An electron microprobe and petrographic microscope were used to study the biota-rock interface beneath higher-plant communities and lichens, as well as unvegetated surfaces, on Hawaiian basalt flows ranging from a few years to several thousand years in age and currently receiving moderate to extremely high annual rainfall. We find dramatic (order of magnitude minimum) acceleration of weathering rates beneath vascular plants on the youngest flows relative to adjacent non- or primitively-vegetated controls, notably rocks colonized by the common fruticose lichen Stereocaulon uulcani. Bulk dissolution of plagioclase accounts for most of the weathering observed beneath higher plants on these young basalts.
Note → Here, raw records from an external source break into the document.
impl Supervisor {
    /// Create a stopped supervisor. Nothing is spawned until
    /// [`start`](Self::start) or [`ensure_running`](Self::ensure_running).
    pub fn new(config: SupervisorConfig, probe: Arc<dyn HealthProbe>) -> SupervisorHandle {
        let (state, _) = watch::channel(SupervisorState::Stopped);
        Arc::new(Self {
            logs: LogBuffer::new(config.log_capacity),
            config,
            probe,
            process: Mutex::new(SupervisedProcess {
                child: None,
                generation: 0,
                restarts: 0,
                last_health_check: None,
            }),
            state,
        })
    }

    pub fn state(&self) -> SupervisorState {
        *self.state.borrow()
    }

    /// Spawn the engine (replacing any existing process) and wait until
    /// it answers the probe.
    ///
    /// On readiness timeout or early exit the process is killed, the
    /// supervisor moves to `Crashed` and the error is returned.
    pub async fn start(&self) -> Result<(), SupervisorError> {
        let generation = {
            let mut process = self.process.lock().await;
            self.spawn_locked(&mut process).await?
        };
        self.await_ready(generation).await
    }

    /// Make sure the engine is up, restarting it once if needed.
    ///
    /// * `Stopped` / `Crashed`: start.
    /// * `Starting`: wait for the in-flight start.
    /// * `Ready`: if the process exited, or the probe fails, kill it and
    ///   start again. No backoff.
    ///
    /// Returns whether the engine is ready afterwards.
    pub async fn ensure_running(&self) -> bool {
        let mut process = self.process.lock().await;

        if self.state() == SupervisorState::Starting {
            drop(process);
            return self.wait_for_start().await;
        }

        if self.state() == SupervisorState::Ready {
            if let Some(status) = reap_exited(&mut process) {
                process.restarts += 1;
                self.state.send_replace(SupervisorState::Crashed);
                tracing::warn!(
                    exit = %status,
                    restarts = process.restarts,
                    "Engine process exited, restarting",
                );
            } else {
                let generation = process.generation;
                drop(process);

                if self.probe.is_healthy().await {
                    self.process.lock().await.last_health_check = Some(Instant::now());
                    return true;
                }

                process = self.process.lock().await;
                match self.state() {
                    SupervisorState::Ready if process.generation == generation => {
                        if let Some(mut child) = process.child.take() {
                            kill_child(&mut child).await;
                        }
                        process.restarts += 1;
                        self.state.send_replace(SupervisorState::Crashed);
                        tracing::warn!(
                            restarts = process.restarts,
                            "Engine stopped answering its probe, restarting",
                        );
                    }
                    // Another caller already restarted it.
                    SupervisorState::Ready => return true,
                    SupervisorState::Starting => {
                        drop(process);
                        return self.wait_for_start().await;
                    }
                    SupervisorState::Stopped | SupervisorState::Crashed => {}
                }
            }
        }

        let generation = match self.spawn_locked(&mut process).await {
            Ok(generation) => generation,
            Err(e) => {
                tracing::error!(error = %e, "Failed to start engine");
                return false;
            }
        };
        drop(process);

        match self.await_ready(generation).await {
            Ok(()) => true,
            Err(e) => {
                tracing::error!(error = %e, "Engine failed to become ready");
                false
            }
        }
    }

    /// Kill the process (if any) and move to `Stopped`.
    pub async fn shutdown(&self) {
        let mut process = self.process.lock().await;
        if let Some(mut child) = process.child.take() {
            kill_child(&mut child).await;
            tracing::info!("Engine process stopped");
        }
        self.state.send_replace(SupervisorState::Stopped);
    }

    /// Last `n` captured output lines. Does not drain the buffer.
    pub fn recent_logs(&self, n: usize) -> Vec<String> {
        self.logs.recent(n)
    }

    /// Whether the child exists and has not exited. Never waits on the
    /// child itself.
    pub async fn is_process_alive(&self) -> bool {
        let mut process = self.process.lock().await;
        match process.child.as_mut() {
            Some(child) => matches!(child.try_wait(), Ok(None)),
            None => false,
        }
    }

    /// Probe the engine directly, regardless of supervisor state.
    pub async fn is_responsive(&self) -> bool {
        self.probe.is_healthy().await
    }

    /// Number of crash or unresponsiveness restarts so far.
    pub async fn restart_count(&self) -> u32 {
        self.process.lock().await.restarts
    }

    /// Number of processes spawned so far.
    pub async fn generation(&self) -> u64 {
        self.process.lock().await.generation
    }

    pub async fn last_health_check(&self) -> Option<Instant> {
        self.process.lock().await.last_health_check
    }

    // ---- private helpers ----

    /// Spawn a new process while holding the process mutex.
    async fn spawn_locked(&self, process: &mut SupervisedProcess) -> Result<u64, SupervisorError> {
        if let Some(mut old) = process.child.take() {
            kill_child(&mut old).await;
        }

        let child = match self.spawn_child().await {
            Ok(child) => child,
            Err(e) => {
                self.state.send_replace(SupervisorState::Crashed);
                return Err(e);
            }
        };

        process.generation += 1;
        tracing::info!(
            pid = child.id(),
            generation = process.generation,
            program = %self.config.program.display(),
            "Engine process spawned",
        );
        process.child = Some(child);
        self.state.send_replace(SupervisorState::Starting);
        Ok(process.generation)
    }

    async fn spawn_child(&self) -> Result<Child, SupervisorError> {
        for dir in &self.config.ensure_dirs {
            tokio::fs::create_dir_all(dir)
                .await
                .map_err(|source| SupervisorError::CreateDir {
                    path: dir.clone(),
                    source,
                })?;
        }

        let mut cmd = Command::new(&self.config.program);
        cmd.args(&self.config.args)
            .stdin(Stdio::null())
            .stdout(Stdio::piped())
            .stderr(Stdio::piped())
            .kill_on_drop(true);
        if let Some(dir) = &self.config.working_dir {
            cmd.current_dir(dir);
        }

        let mut child = cmd.spawn().map_err(SupervisorError::Spawn)?;
        if let Some(stdout) = child.stdout.take() {
            self.spawn_reader(stdout, "stdout");
        }
        if let Some(stderr) = child.stderr.take() {
            self.spawn_reader(stderr, "stderr");
        }
        Ok(child)
    }

    /// Forward one output stream into the log buffer, line by line.
    ///
    /// Lines are split on raw bytes and decoded lossily, so output that is
    /// not valid UTF-8 never stops the pipe from being drained.
    fn spawn_reader<R>(&self, stream: R, name: &'static str)
    where
        R: AsyncRead + Unpin + Send + 'static,
    {
        let logs = self.logs.clone();
        let echo = self.config.log_output;
        tokio::spawn(async move {
            let mut reader = BufReader::new(stream);
            let mut buf = Vec::new();
            loop {
                buf.clear();
                match reader.read_until(b'\n', &mut buf).await {
                    Ok(0) => break,
                    Ok(_) => {
                        let line = String::from_utf8_lossy(&buf);
                        let line = line.trim_end_matches(['\n', '\r']);
                        if echo {
                            tracing::info!(target: "comfyui", stream = name, "{line}");
                        }
                        logs.push(line);
                    }
                    Err(e) => {
                        tracing::debug!(stream = name, error = %e, "Engine output reader stopped");
                        break;
                    }
                }
            }
        });
    }

    /// Probe until ready, the process exits, or the readiness window
    /// closes. Runs without holding the process mutex between steps.
    async fn await_ready(&self, generation: u64) -> Result<(), SupervisorError> {
        let mut guard = StartingGuard::new(&self.state);
        let deadline = Instant::now() + self.config.readiness_timeout;

        loop {
            {
                let mut process = self.process.lock().await;
                if process.generation != generation || process.child.is_none() {
                    guard.disarm();
                    return Err(SupervisorError::Interrupted);
                }
                if let Some(status) = reap_exited(&mut process) {
                    self.state.send_replace(SupervisorState::Crashed);
                    guard.disarm();
                    tracing::error!(exit = %status, "Engine exited during startup");
                    return Err(SupervisorError::ExitedDuringStartup { status });
                }
            }

            if self.probe.is_healthy().await {
                let mut process = self.process.lock().await;
                guard.disarm();
                if process.generation != generation {
                    return Err(SupervisorError::Interrupted);
                }
                process.last_health_check = Some(Instant::now());
                self.state.send_replace(SupervisorState::Ready);
                tracing::info!(generation, "Engine is ready");
                return Ok(());
            }

            let now = Instant::now();
            if now >= deadline {
                let mut process = self.process.lock().await;
                guard.disarm();
                if process.generation == generation {
                    if let Some(mut child) = process.child.take() {
                        kill_child(&mut child).await;
                    }
                    self.state.send_replace(SupervisorState::Crashed);
                }
                let secs = self.config.readiness_timeout.as_secs();
                tracing::error!(timeout_secs = secs, "Engine readiness timeout");
                return Err(SupervisorError::ReadinessTimeout { secs });
            }

            tokio::time::sleep(self.config.probe_interval.min(deadline - now)).await;
        }
    }

    /// Wait for an in-flight start by another caller.
    async fn wait_for_start(&self) -> bool {
        let mut rx = self.state.subscribe();
        let outcome = rx
            .wait_for(|s| *s != SupervisorState::Starting)
            .await
            .map(|state| *state);
        matches!(outcome, Ok(SupervisorState::Ready))
    }
}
Analysis of older flows under mature forests reveals that chemical weathering beneath vascular plant communities continues unabated for thousands of years after initial colonization. Moreover, such weathering is not limited to exterior basalt surfaces but is commonly found adjacent to joints and vesicles within the rock, where it is often associated with fine (sub-2 mm diameter) plant roots. Plagioclase dissolution was also observed on lichen-encrusted and unvegetated flows a few hundred to thousands of years in age, but it was typically much less advanced than beneath higher plants and rarely extended more than several millimeters from exterior rock surfaces. Chemical denudation rates on older flows with higher plants are at minimum ten times greater than those with only lichens or microbiota in the environments studied. If S. uulcani and associated microflora resemble the terrestrial precursors to vascular plant communities, then the results of studies such as this have implications for the history of atmospheric CO 2 and the Earth's climate.